• [Exercise objective] Pick out all lines in the listing holding the string "JoinHandle" and copy them.

• [Record extracts]
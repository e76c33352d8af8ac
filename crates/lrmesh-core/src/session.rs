//! Mesh session: the single task that owns radio and router
//!
//! One tokio task per mesh session serializes everything that touches
//! the half-duplex radio: inbound frames, jittered relays, and outbound
//! application sends all flow through the same loop, so an outbound send
//! and a pending relay never transmit simultaneously and no locking is
//! needed around the dedup cache or node table.
//!
//! The loop multiplexes three wake sources: application commands, radio
//! receive polls, and the earliest pending-relay deadline. Because the
//! receive path keeps running while a relay waits out its jitter delay,
//! a duplicate heard in that window cancels the pending relay before it
//! ever reaches the radio; a relay that has already been popped for
//! transmission is committed and cannot be cancelled.

use crate::config::MeshConfig;
use crate::error::{MeshError, TransmitError};
use crate::gateway::GatewayBridge;
use crate::nodes::NodeInfo;
use crate::packet::NodeId;
use crate::payload::PayloadType;
use crate::radio::{RadioTransport, RxFrame};
use crate::router::{Disposition, FloodRouter, RouterStats};
use crate::wire;
use std::time::Instant;
use tokio::sync::{mpsc, oneshot};
use tokio::task::JoinHandle;
use tracing::{debug, info, warn};

/// Events emitted at the application boundary
#[derive(Debug, Clone)]
pub enum MeshEvent {
    /// A packet addressed to this node (or broadcast) arrived
    MessageReceived {
        from: NodeId,
        payload_type: PayloadType,
        payload: Vec<u8>,
        hops_away: u8,
    },
    /// A peer was created or refreshed in the node table
    NodeUpdated(NodeInfo),
    /// An outbound send failed at the radio after its retry
    DeliveryFailed { packet_id: u32, reason: String },
}

enum Command {
    Send {
        destination: NodeId,
        payload_type: PayloadType,
        payload: Vec<u8>,
        want_ack: bool,
        reply: oneshot::Sender<Result<u32, MeshError>>,
    },
    InjectRemote {
        frame: Vec<u8>,
    },
    Nodes {
        reply: oneshot::Sender<Vec<NodeInfo>>,
    },
    Stats {
        reply: oneshot::Sender<RouterStats>,
    },
    Shutdown,
}

/// Cloneable handle for issuing requests into a running session.
///
/// Sends may be issued concurrently from any task; they queue into the
/// session and serialize against relays on the single radio owner.
#[derive(Clone)]
pub struct MeshHandle {
    commands: mpsc::Sender<Command>,
}

impl MeshHandle {
    /// Queue an outbound message. Returns the allocated packet id as
    /// soon as the packet is built; transmit failures arrive later as
    /// [`MeshEvent::DeliveryFailed`].
    pub async fn send_message(
        &self,
        destination: NodeId,
        payload_type: PayloadType,
        payload: Vec<u8>,
        want_ack: bool,
    ) -> Result<u32, MeshError> {
        let (reply, response) = oneshot::channel();
        self.commands
            .send(Command::Send {
                destination,
                payload_type,
                payload,
                want_ack,
                reply,
            })
            .await
            .map_err(|_| MeshError::SessionClosed)?;
        response.await.map_err(|_| MeshError::SessionClosed)?
    }

    /// Broadcast a text message with the default hop budget
    pub async fn send_text(&self, text: &str) -> Result<u32, MeshError> {
        self.send_message(
            NodeId::BROADCAST,
            PayloadType::Text,
            text.as_bytes().to_vec(),
            false,
        )
        .await
    }

    /// Inject a frame received from the gateway, as if heard over radio
    pub async fn inject_remote(&self, frame: Vec<u8>) -> Result<(), MeshError> {
        self.commands
            .send(Command::InjectRemote { frame })
            .await
            .map_err(|_| MeshError::SessionClosed)
    }

    /// Snapshot of the node table, most recently heard first
    pub async fn nodes(&self) -> Result<Vec<NodeInfo>, MeshError> {
        let (reply, response) = oneshot::channel();
        self.commands
            .send(Command::Nodes { reply })
            .await
            .map_err(|_| MeshError::SessionClosed)?;
        response.await.map_err(|_| MeshError::SessionClosed)
    }

    /// Router counter snapshot
    pub async fn stats(&self) -> Result<RouterStats, MeshError> {
        let (reply, response) = oneshot::channel();
        self.commands
            .send(Command::Stats { reply })
            .await
            .map_err(|_| MeshError::SessionClosed)?;
        response.await.map_err(|_| MeshError::SessionClosed)
    }
}

/// A running mesh session.
///
/// Owns the session task; router, dedup cache, and node table live
/// inside it and are torn down together when the session ends.
pub struct MeshSession {
    node_id: NodeId,
    commands: mpsc::Sender<Command>,
    task: JoinHandle<()>,
}

impl MeshSession {
    /// Start a session over the given radio. Returns the session and
    /// the event stream for the application boundary.
    pub fn spawn<R>(config: MeshConfig, radio: R) -> (Self, mpsc::Receiver<MeshEvent>)
    where
        R: RadioTransport + 'static,
    {
        Self::spawn_with_gateway(config, radio, None)
    }

    /// Start a session with an optional gateway bridge attached
    pub fn spawn_with_gateway<R>(
        config: MeshConfig,
        radio: R,
        gateway: Option<Box<dyn GatewayBridge>>,
    ) -> (Self, mpsc::Receiver<MeshEvent>)
    where
        R: RadioTransport + 'static,
    {
        let router = FloodRouter::new(&config, Instant::now());
        let node_id = router.node_id();
        info!(node = %node_id, channel = %config.channel.name, "mesh session starting");

        let (command_tx, command_rx) = mpsc::channel(32);
        let (event_tx, event_rx) = mpsc::channel(64);

        let task = SessionTask {
            config,
            router,
            radio,
            gateway,
            commands: command_rx,
            events: event_tx,
        };
        let task = tokio::spawn(task.run());

        (
            Self {
                node_id,
                commands: command_tx,
                task,
            },
            event_rx,
        )
    }

    /// This node's identifier
    pub fn node_id(&self) -> NodeId {
        self.node_id
    }

    /// Handle for issuing requests from other tasks
    pub fn handle(&self) -> MeshHandle {
        MeshHandle {
            commands: self.commands.clone(),
        }
    }

    /// Stop the session and wait for the task to finish
    pub async fn shutdown(self) {
        let _ = self.commands.send(Command::Shutdown).await;
        let _ = self.task.await;
    }
}

enum Wake {
    Command(Option<Command>),
    Radio(Option<RxFrame>),
    RelayDue,
}

struct SessionTask<R> {
    config: MeshConfig,
    router: FloodRouter,
    radio: R,
    gateway: Option<Box<dyn GatewayBridge>>,
    commands: mpsc::Receiver<Command>,
    events: mpsc::Sender<MeshEvent>,
}

impl<R: RadioTransport> SessionTask<R> {
    async fn run(mut self) {
        loop {
            let wake = {
                let relay_deadline = self.router.next_relay_deadline();
                let poll = self.config.radio_poll();
                tokio::select! {
                    command = self.commands.recv() => Wake::Command(command),
                    frame = self.radio.receive(poll) => Wake::Radio(frame),
                    _ = sleep_until_deadline(relay_deadline) => Wake::RelayDue,
                }
            };

            match wake {
                Wake::Command(None) | Wake::Command(Some(Command::Shutdown)) => break,
                Wake::Command(Some(command)) => self.handle_command(command).await,
                Wake::Radio(Some(frame)) => {
                    self.handle_frame(&frame.bytes, frame.rssi, frame.snr, true)
                        .await;
                }
                Wake::Radio(None) => {} // poll timeout, re-evaluate deadlines
                Wake::RelayDue => self.flush_relays().await,
            }
        }
        debug!(node = %self.router.node_id(), "mesh session stopped");
    }

    async fn handle_command(&mut self, command: Command) {
        match command {
            Command::Send {
                destination,
                payload_type,
                payload,
                want_ack,
                reply,
            } => {
                match self
                    .router
                    .originate(destination, payload_type, payload, want_ack, Instant::now())
                {
                    Ok((packet_id, frame)) => {
                        let _ = reply.send(Ok(packet_id));
                        // Originating transmissions go out immediately,
                        // without jitter.
                        if let Err(err) = self.transmit_with_retry(&frame).await {
                            warn!(packet_id, %err, "outbound send failed after retry");
                            self.emit(MeshEvent::DeliveryFailed {
                                packet_id,
                                reason: err.to_string(),
                            })
                            .await;
                        }
                        self.publish_upstream(&frame).await;
                    }
                    Err(err) => {
                        let _ = reply.send(Err(err.into()));
                    }
                }
            }
            Command::InjectRemote { frame } => {
                // Remote traffic runs the same dedup and relay logic as
                // radio traffic, but is not re-published upstream.
                self.handle_frame(&frame, 0.0, 0.0, false).await;
            }
            Command::Nodes { reply } => {
                let _ = reply.send(self.router.nodes());
            }
            Command::Stats { reply } => {
                let _ = reply.send(self.router.stats());
            }
            Command::Shutdown => unreachable!("handled by the loop"),
        }
    }

    async fn handle_frame(&mut self, frame: &[u8], rssi: f32, snr: f32, from_radio: bool) {
        let outcome = self.router.receive_frame(frame, rssi, snr, Instant::now());

        if let Some(node) = outcome.node_update {
            self.emit(MeshEvent::NodeUpdated(node)).await;
        }
        if let Some(packet) = outcome.delivery {
            let hops_away = packet.hops_away();
            self.emit(MeshEvent::MessageReceived {
                from: packet.source,
                payload_type: packet.payload_type,
                payload: packet.payload,
                hops_away,
            })
            .await;
        }
        if let Some(ack) = outcome.ack {
            match wire::encode(&ack) {
                Ok(ack_frame) => {
                    if let Err(err) = self.transmit_with_retry(&ack_frame).await {
                        warn!(%err, "ack transmit failed");
                    }
                }
                Err(err) => warn!(%err, "ack encode failed"),
            }
        }

        // Novel radio traffic is forwarded upstream for cloud visibility.
        let novel = matches!(
            outcome.disposition,
            Disposition::Delivered | Disposition::Relayed | Disposition::HopLimitExhausted
        );
        if from_radio && novel {
            self.publish_upstream(frame).await;
        }
    }

    async fn flush_relays(&mut self) {
        for relay in self.router.due_relays(Instant::now()) {
            match wire::encode(&relay) {
                Ok(frame) => {
                    // Relay failures are not the application's request;
                    // log and move on.
                    if let Err(err) = self.transmit_with_retry(&frame).await {
                        warn!(source = %relay.source, id = relay.id, %err, "relay transmit failed");
                    }
                }
                Err(err) => warn!(%err, "relay encode failed"),
            }
        }
    }

    /// One retry after a short backoff, then the failure surfaces.
    async fn transmit_with_retry(&mut self, frame: &[u8]) -> Result<(), TransmitError> {
        match self.radio.send(frame).await {
            Ok(()) => Ok(()),
            Err(err) => {
                debug!(%err, "transmit failed, retrying once");
                tokio::time::sleep(self.config.tx_retry_backoff()).await;
                self.radio.send(frame).await
            }
        }
    }

    async fn publish_upstream(&mut self, frame: &[u8]) {
        if let Some(gateway) = self.gateway.as_mut() {
            if let Err(err) = gateway.publish(frame).await {
                warn!(%err, "gateway publish failed");
            }
        }
    }

    async fn emit(&mut self, event: MeshEvent) {
        // A dropped receiver just means nobody is listening anymore.
        let _ = self.events.send(event).await;
    }
}

async fn sleep_until_deadline(deadline: Option<Instant>) {
    match deadline {
        Some(deadline) => tokio::time::sleep_until(tokio::time::Instant::from_std(deadline)).await,
        None => std::future::pending().await,
    }
}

• [Response box]
use tokio::task::JoinHandle;
    task: JoinHandle<()>,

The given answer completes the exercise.